DATA TO USE below:

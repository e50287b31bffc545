use std::collections::BTreeSet;
use std::sync::Arc;

use rust_decimal::Decimal;
use serde::{Deserialize, Serialize};
use tracing::warn;

use rfpdesk_core::collaborators::VendorDirectory;
use rfpdesk_core::domain::quotation::Quotation;
use rfpdesk_core::domain::template::{EmailTemplate, TemplateId};
use rfpdesk_core::domain::vendor::{VendorContact, VendorId};
use rfpdesk_core::errors::ApplicationError;
use rfpdesk_core::scoring::{lowest_quotes, LowestQuote};
use rfpdesk_db::{DispatchRepository, QuotationRepository, ScoreRepository, TemplateRepository};

#[derive(Clone, Copy, Debug, PartialEq, Eq, Serialize, Deserialize)]
#[serde(rename_all = "snake_case")]
pub enum RankingSource {
    Scores,
    LowestQuote,
}

#[derive(Clone, Debug, PartialEq, Eq, Serialize, Deserialize)]
pub struct DashboardEntry {
    pub vendor_id: VendorId,
    pub rank: Option<u32>,
    pub final_score: Option<Decimal>,
    pub lowest_quotation: Option<Quotation>,
    /// Absent when the directory lookup failed.
    pub contact: Option<VendorContact>,
}

#[derive(Clone, Debug, PartialEq, Eq, Serialize, Deserialize)]
pub struct DashboardSummary {
    pub template: EmailTemplate,
    pub top_vendors: Vec<DashboardEntry>,
    pub ranking_source: RankingSource,
    pub total_vendors_contacted: usize,
    pub total_vendors_responded: usize,
}

/// Read-only view over scores, quotations and the vendor directory.
pub struct DashboardAggregator {
    templates: Arc<dyn TemplateRepository>,
    dispatches: Arc<dyn DispatchRepository>,
    quotations: Arc<dyn QuotationRepository>,
    scores: Arc<dyn ScoreRepository>,
    directory: Arc<dyn VendorDirectory>,
    default_top_n: usize,
}

impl DashboardAggregator {
    pub fn new(
        templates: Arc<dyn TemplateRepository>,
        dispatches: Arc<dyn DispatchRepository>,
        quotations: Arc<dyn QuotationRepository>,
        scores: Arc<dyn ScoreRepository>,
        directory: Arc<dyn VendorDirectory>,
        default_top_n: usize,
    ) -> Self {
        Self { templates, dispatches, quotations, scores, directory, default_top_n }
    }

    pub async fn top_vendors(
        &self,
        template_id: &TemplateId,
        n: Option<usize>,
    ) -> Result<Vec<DashboardEntry>, ApplicationError> {
        self.template(template_id).await?;
        let quotations = self.quotations.list_for_template(template_id).await?;
        let (entries, _) = self.rank(template_id, &quotations, n).await?;
        Ok(entries)
    }

    pub async fn summary(
        &self,
        template_id: &TemplateId,
        n: Option<usize>,
    ) -> Result<DashboardSummary, ApplicationError> {
        let template = self.template(template_id).await?;
        let quotations = self.quotations.list_for_template(template_id).await?;
        let records = self.dispatches.list_for_template(template_id).await?;
        let (top_vendors, ranking_source) = self.rank(template_id, &quotations, n).await?;

        let responded = quotations
            .iter()
            .map(|quotation| quotation.key.vendor_id)
            .collect::<BTreeSet<_>>();
        Ok(DashboardSummary {
            template,
            top_vendors,
            ranking_source,
            total_vendors_contacted: records.iter().filter(|record| record.is_sent()).count(),
            total_vendors_responded: responded.len(),
        })
    }

    /// Stored scores win; without them vendors are ordered by their lowest priced quote.
    async fn rank(
        &self,
        template_id: &TemplateId,
        quotations: &[Quotation],
        n: Option<usize>,
    ) -> Result<(Vec<DashboardEntry>, RankingSource), ApplicationError> {
        let n = n.unwrap_or(self.default_top_n);
        let lowest = lowest_quotes(quotations);
        let lowest_for = |vendor_id: VendorId| {
            lowest
                .iter()
                .find(|candidate| candidate.vendor_id == vendor_id)
                .map(|candidate| candidate.quotation.clone())
        };

        let scores = self.scores.list_for_template(template_id).await?;
        let (ranked, source) = if scores.is_empty() {
            let ranked = lowest
                .iter()
                .take(n)
                .map(|LowestQuote { vendor_id, quotation, .. }| DashboardEntry {
                    vendor_id: *vendor_id,
                    rank: None,
                    final_score: None,
                    lowest_quotation: Some(quotation.clone()),
                    contact: None,
                })
                .collect::<Vec<_>>();
            (ranked, RankingSource::LowestQuote)
        } else {
            let ranked = scores
                .iter()
                .take(n)
                .map(|score| DashboardEntry {
                    vendor_id: score.vendor_id,
                    rank: Some(score.rank),
                    final_score: Some(score.final_score),
                    lowest_quotation: lowest_for(score.vendor_id),
                    contact: None,
                })
                .collect::<Vec<_>>();
            (ranked, RankingSource::Scores)
        };

        let mut entries = Vec::with_capacity(ranked.len());
        for mut entry in ranked {
            entry.contact = self.contact(template_id, entry.vendor_id).await;
            entries.push(entry);
        }
        Ok((entries, source))
    }

    async fn contact(&self, template_id: &TemplateId, vendor_id: VendorId) -> Option<VendorContact> {
        match self.directory.get_by_id(vendor_id).await {
            Ok(profile) => Some(profile.contact),
            Err(error) => {
                warn!(
                    event_name = "engine.dashboard.contact_unavailable",
                    template_id = %template_id.0,
                    vendor_id = vendor_id.0,
                    error = %error,
                    "vendor contact lookup failed; returning entry without contact"
                );
                None
            }
        }
    }

    async fn template(&self, template_id: &TemplateId) -> Result<EmailTemplate, ApplicationError> {
        self.templates
            .find_by_id(template_id)
            .await?
            .ok_or_else(|| ApplicationError::not_found("template", &template_id.0))
    }
}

End of DATA TO USE.

(EXERCISE DETAILS): Please retype all of the data above exactly as it appears.

(OUTPUT OF THE EXERCISE):
repository e50287b31bffc545
use std::collections::BTreeSet;
use std::sync::Arc;

use rust_decimal::Decimal;
use serde::{Deserialize, Serialize};
use tracing::warn;

use rfpdesk_core::collaborators::VendorDirectory;
use rfpdesk_core::domain::quotation::Quotation;
use rfpdesk_core::domain::template::{EmailTemplate, TemplateId};
use rfpdesk_core::domain::vendor::{VendorContact, VendorId};
use rfpdesk_core::errors::ApplicationError;
use rfpdesk_core::scoring::{lowest_quotes, LowestQuote};
use rfpdesk_db::{DispatchRepository, QuotationRepository, ScoreRepository, TemplateRepository};

#[derive(Clone, Copy, Debug, PartialEq, Eq, Serialize, Deserialize)]
#[serde(rename_all = "snake_case")]
pub enum RankingSource {
    Scores,
    LowestQuote,
}

#[derive(Clone, Debug, PartialEq, Eq, Serialize, Deserialize)]
pub struct DashboardEntry {
    pub vendor_id: VendorId,
    pub rank: Option<u32>,
    pub final_score: Option<Decimal>,
    pub lowest_quotation: Option<Quotation>,
    /// Absent when the directory lookup failed.
    pub contact: Option<VendorContact>,
}

#[derive(Clone, Debug, PartialEq, Eq, Serialize, Deserialize)]
pub struct DashboardSummary {
    pub template: EmailTemplate,
    pub top_vendors: Vec<DashboardEntry>,
    pub ranking_source: RankingSource,
    pub total_vendors_contacted: usize,
    pub total_vendors_responded: usize,
}

/// Read-only view over scores, quotations and the vendor directory.
pub struct DashboardAggregator {
    templates: Arc<dyn TemplateRepository>,
    dispatches: Arc<dyn DispatchRepository>,
    quotations: Arc<dyn QuotationRepository>,
    scores: Arc<dyn ScoreRepository>,
    directory: Arc<dyn VendorDirectory>,
    default_top_n: usize,
}

impl DashboardAggregator {
    pub fn new(
        templates: Arc<dyn TemplateRepository>,
        dispatches: Arc<dyn DispatchRepository>,
        quotations: Arc<dyn QuotationRepository>,
        scores: Arc<dyn ScoreRepository>,
        directory: Arc<dyn VendorDirectory>,
        default_top_n: usize,
    ) -> Self {
        Self { templates, dispatches, quotations, scores, directory, default_top_n }
    }

    pub async fn top_vendors(
        &self,
        template_id: &TemplateId,
        n: Option<usize>,
    ) -> Result<Vec<DashboardEntry>, ApplicationError> {
        self.template(template_id).await?;
        let quotations = self.quotations.list_for_template(template_id).await?;
        let (entries, _) = self.rank(template_id, &quotations, n).await?;
        Ok(entries)
    }

    pub async fn summary(
        &self,
        template_id: &TemplateId,
        n: Option<usize>,
    ) -> Result<DashboardSummary, ApplicationError> {
        let template = self.template(template_id).await?;
        let quotations = self.quotations.list_for_template(template_id).await?;
        let records = self.dispatches.list_for_template(template_id).await?;
        let (top_vendors, ranking_source) = self.rank(template_id, &quotations, n).await?;

        let responded = quotations
            .iter()
            .map(|quotation| quotation.key.vendor_id)
            .collect::<BTreeSet<_>>();
        Ok(DashboardSummary {
            template,
            top_vendors,
            ranking_source,
            total_vendors_contacted: records.iter().filter(|record| record.is_sent()).count(),
            total_vendors_responded: responded.len(),
        })
    }

    /// Stored scores win; without them vendors are ordered by their lowest priced quote.
    async fn rank(
        &self,
        template_id: &TemplateId,
        quotations: &[Quotation],
        n: Option<usize>,
    ) -> Result<(Vec<DashboardEntry>, RankingSource), ApplicationError> {
        let n = n.unwrap_or(self.default_top_n);
        let lowest = lowest_quotes(quotations);
        let lowest_for = |vendor_id: VendorId| {
            lowest
                .iter()
                .find(|candidate| candidate.vendor_id == vendor_id)
                .map(|candidate| candidate.quotation.clone())
        };

        let scores = self.scores.list_for_template(template_id).await?;
        let (ranked, source) = if scores.is_empty() {
            let ranked = lowest
                .iter()
                .take(n)
                .map(|LowestQuote { vendor_id, quotation, .. }| DashboardEntry {
                    vendor_id: *vendor_id,
                    rank: None,
                    final_score: None,
                    lowest_quotation: Some(quotation.clone()),
                    contact: None,
                })
                .collect::<Vec<_>>();
            (ranked, RankingSource::LowestQuote)
        } else {
            let ranked = scores
                .iter()
                .take(n)
                .map(|score| DashboardEntry {
                    vendor_id: score.vendor_id,
                    rank: Some(score.rank),
                    final_score: Some(score.final_score),
                    lowest_quotation: lowest_for(score.vendor_id),
                    contact: None,
                })
                .collect::<Vec<_>>();
            (ranked, RankingSource::Scores)
        };

        let mut entries = Vec::with_capacity(ranked.len());
        for mut entry in ranked {
            entry.contact = self.contact(template_id, entry.vendor_id).await;
            entries.push(entry);
        }
        Ok((entries, source))
    }

    async fn contact(&self, template_id: &TemplateId, vendor_id: VendorId) -> Option<VendorContact> {
        match self.directory.get_by_id(vendor_id).await {
            Ok(profile) => Some(profile.contact),
            Err(error) => {
                warn!(
                    event_name = "engine.dashboard.contact_unavailable",
                    template_id = %template_id.0,
                    vendor_id = vendor_id.0,
                    error = %error,
                    "vendor contact lookup failed; returning entry without contact"
                );
                None
            }
        }
    }

    async fn template(&self, template_id: &TemplateId) -> Result<EmailTemplate, ApplicationError> {
        self.templates
            .find_by_id(template_id)
            .await?
            .ok_or_else(|| ApplicationError::not_found("template", &template_id.0))
    }
}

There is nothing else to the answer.